Jeff Martin Joinery

Process and product.

Jeff Martin grabs his phone and starts scrolling through his photo feed. “Ah, here’s a good one,” he says, and holds up the screen as a video starts to play. It was filmed earlier today across the street from Martin’s Parker Street Studios workshop in East Vancouver, and shows a glassblower working away on a piece in the morning light. This is not traditional glassblowing, though—this is Jeff Martin glassblowing.

Taking stock of all the agglomerated cork that was discarded from one of his other projects, the founder of Jeff Martin Joinery decided to give it a second life as the cast for one-of-a-kind glass objects.

“I’m basically carving a cavity into the cork,” he says, listing the “primitive” tools he uses for the job: the claw end of a hammer, a paint can opener, and a couple of drill bits. “What we’re left with is this mould, and you blow a glass sphere, a glass orb, into that—and as it expands, it takes the imprint of the cork on all the walls, and then you break off the top and you’re left with a vessel shape.” Because it is such a delicate procedure, the resulting bubbled glass vases are each completely different, and are often a surprise to even Martin himself.

The thing with his work is that it needs to be explained. It is attractive to look at, sure, but its true beauty lies in its process. Nothing is simply what it appears to be.

Perched against a wall inside Martin’s studio, for example, is a striking wooden piece dubbed the Field Hutch—surprisingly (and charmingly), its veneer comes from Gibson Guitars. “It’s their rejects that they can’t use for guitar-building,” he says. “There are minor imperfections in it for acoustic qualities, but in terms of cabinets it’s beautiful stuff.” Giving the hutch another look, it is easy to see how its shiny, swirling surface resembles the body of a guitar.

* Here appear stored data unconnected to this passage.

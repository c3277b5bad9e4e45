use clap::{Args, Parser, Subcommand};
use std::path::PathBuf;

#[derive(Parser, Debug)]
#[command(name = "golf-catalog")]
#[command(version, about = "Maintain the golf course catalog and seed the app backend")]
pub struct Cli {
    /// Config file (defaults to the per-user config directory)
    #[arg(long, global = true)]
    pub config: Option<PathBuf>,

    #[command(subcommand)]
    pub command: Commands,
}

#[derive(Subcommand, Debug)]
pub enum Commands {
    /// Compare the public facility CSV against the catalog
    Analyze {
        /// Public facility CSV export
        #[arg(long)]
        csv: Option<PathBuf>,

        /// Canonical catalog JSON
        #[arg(long)]
        catalog: Option<PathBuf>,

        /// Where to write courses missing from the catalog
        #[arg(long)]
        missing_out: Option<PathBuf>,
    },

    /// Append previously analyzed missing courses to the catalog
    Merge {
        /// Canonical catalog JSON
        #[arg(long)]
        catalog: Option<PathBuf>,

        /// Missing courses written by `analyze`
        #[arg(long)]
        missing: Option<PathBuf>,

        /// Backup of the catalog taken before writing
        #[arg(long)]
        backup: Option<PathBuf>,
    },

    /// Write the built-in baseline catalog
    Catalog {
        /// Output path
        #[arg(short, long)]
        output: Option<PathBuf>,

        /// Check that the directory sites respond before writing
        #[arg(long)]
        probe: bool,
    },

    /// Search the catalog by region and name, city or address
    Search {
        /// Canonical catalog JSON
        #[arg(long)]
        catalog: Option<PathBuf>,

        /// Region label such as 경기 (전체 for all)
        #[arg(short, long)]
        region: Option<String>,

        /// Case-insensitive text to look for
        query: Option<String>,
    },

    /// Show the region distribution of the catalog
    Stats {
        /// Canonical catalog JSON
        #[arg(long)]
        catalog: Option<PathBuf>,
    },

    /// Export the catalog to a SQLite database
    Export {
        /// Canonical catalog JSON
        #[arg(long)]
        catalog: Option<PathBuf>,

        /// Output SQLite database path
        output_db: PathBuf,
    },

    /// Populate the backend with demo data
    Seed {
        #[command(subcommand)]
        step: SeedStep,
    },

    /// List regions and the address patterns that select them
    Regions,
}

#[derive(Subcommand, Debug, Clone, Copy, PartialEq, Eq)]
pub enum SeedStep {
    /// Accounts, profiles, group postings and wallets
    Profiles(SeedArgs),
    /// Friends, applications, chats, notifications, reviews, scores and likes
    Relationships(SeedArgs),
    /// Profiles, then relationships
    All(SeedArgs),
}

impl SeedStep {
    pub fn args(&self) -> SeedArgs {
        match self {
            SeedStep::Profiles(args) | SeedStep::Relationships(args) | SeedStep::All(args) => *args,
        }
    }

    pub fn runs_profiles(&self) -> bool {
        matches!(self, SeedStep::Profiles(_) | SeedStep::All(_))
    }

    pub fn runs_relationships(&self) -> bool {
        matches!(self, SeedStep::Relationships(_) | SeedStep::All(_))
    }
}

#[derive(Args, Debug, Clone, Copy, PartialEq, Eq, Default)]
pub struct SeedArgs {
    /// Show the full-screen dashboard
    #[arg(long)]
    pub tui: bool,

    /// Seed for reproducible random choices
    #[arg(long)]
    pub rng_seed: Option<u64>,
}

impl Cli {
    pub fn parse_args() -> Self {
        Self::parse()
    }
}

#[cfg(test)]
mod tests {
    use super::*;

    #[test]
    fn test_parse_seed_all() {
        let cli = Cli::try_parse_from(["golf-catalog", "seed", "all", "--rng-seed", "7"]).unwrap();
        match cli.command {
            Commands::Seed { step } => {
                assert!(step.runs_profiles() && step.runs_relationships());
                assert_eq!(step.args().rng_seed, Some(7));
                assert!(!step.args().tui);
            }
            other => panic!("unexpected command {:?}", other),
        }
    }

    #[test]
    fn test_parse_search_with_global_config() {
        let cli = Cli::try_parse_from([
            "golf-catalog",
            "search",
            "--region",
            "경기",
            "sky",
            "--config",
            "/tmp/c.json",
        ])
        .unwrap();
        assert_eq!(cli.config, Some(PathBuf::from("/tmp/c.json")));
        match cli.command {
            Commands::Search { region, query, .. } => {
                assert_eq!(region.as_deref(), Some("경기"));
                assert_eq!(query.as_deref(), Some("sky"));
            }
            other => panic!("unexpected command {:?}", other),
        }
    }

    #[test]
    fn test_export_requires_output() {
        assert!(Cli::try_parse_from(["golf-catalog", "export"]).is_err());
    }
}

Next Martin walks over to the Excavated Bureau, a shorter credenza-style piece that is being sent to a client in New York. Its maple doors are painted with swaths of grey and white—or at least that’s what the eye can see. In reality, Martin took oxidizing acids and swooshed them over the wood with a rag. “Instead of a paint being applied over top of a canvas, it’s a translucent chemical that actually alters the tannins in the wood, and it changes the colour of the wood itself,” he explains. The chemicals react with the wood and with each other, creating patterns and colours that Martin sometimes doesn’t see to full effect until three days later, when everything has completely dried. “It’s sort of about the lack of control,” he explains. “It’s just about gestures, it’s not really about me trying to communicate anything.” The piece sits on a base of cast pewter—the primary use of the aforementioned cork—that has a grainy, almost coral-like texture, generating a playful contrast.

Raised on the North Shore, Martin was working in home construction when a passion for woodworking veered him into furniture, and eventually into starting his own company (which he has operated full-time since 2012). From there, he began experimenting with just about any material he could get his hands on—a practise he continues to this day. It is arguably this outcast approach, and a curiosity not bound by traditional design rules, that has allowed him to produce items with such distinction and ingenuity.

“I didn’t go to design school,” he admits. “I really came into it as an outsider and not knowing what I was doing—so it was great to do that, but it was also challenging. You pay for a lot of your own mistakes. You have to learn the industry pretty fast and in a hard way, but it also affords you, I think, the ability to see things a bit differently than other people.”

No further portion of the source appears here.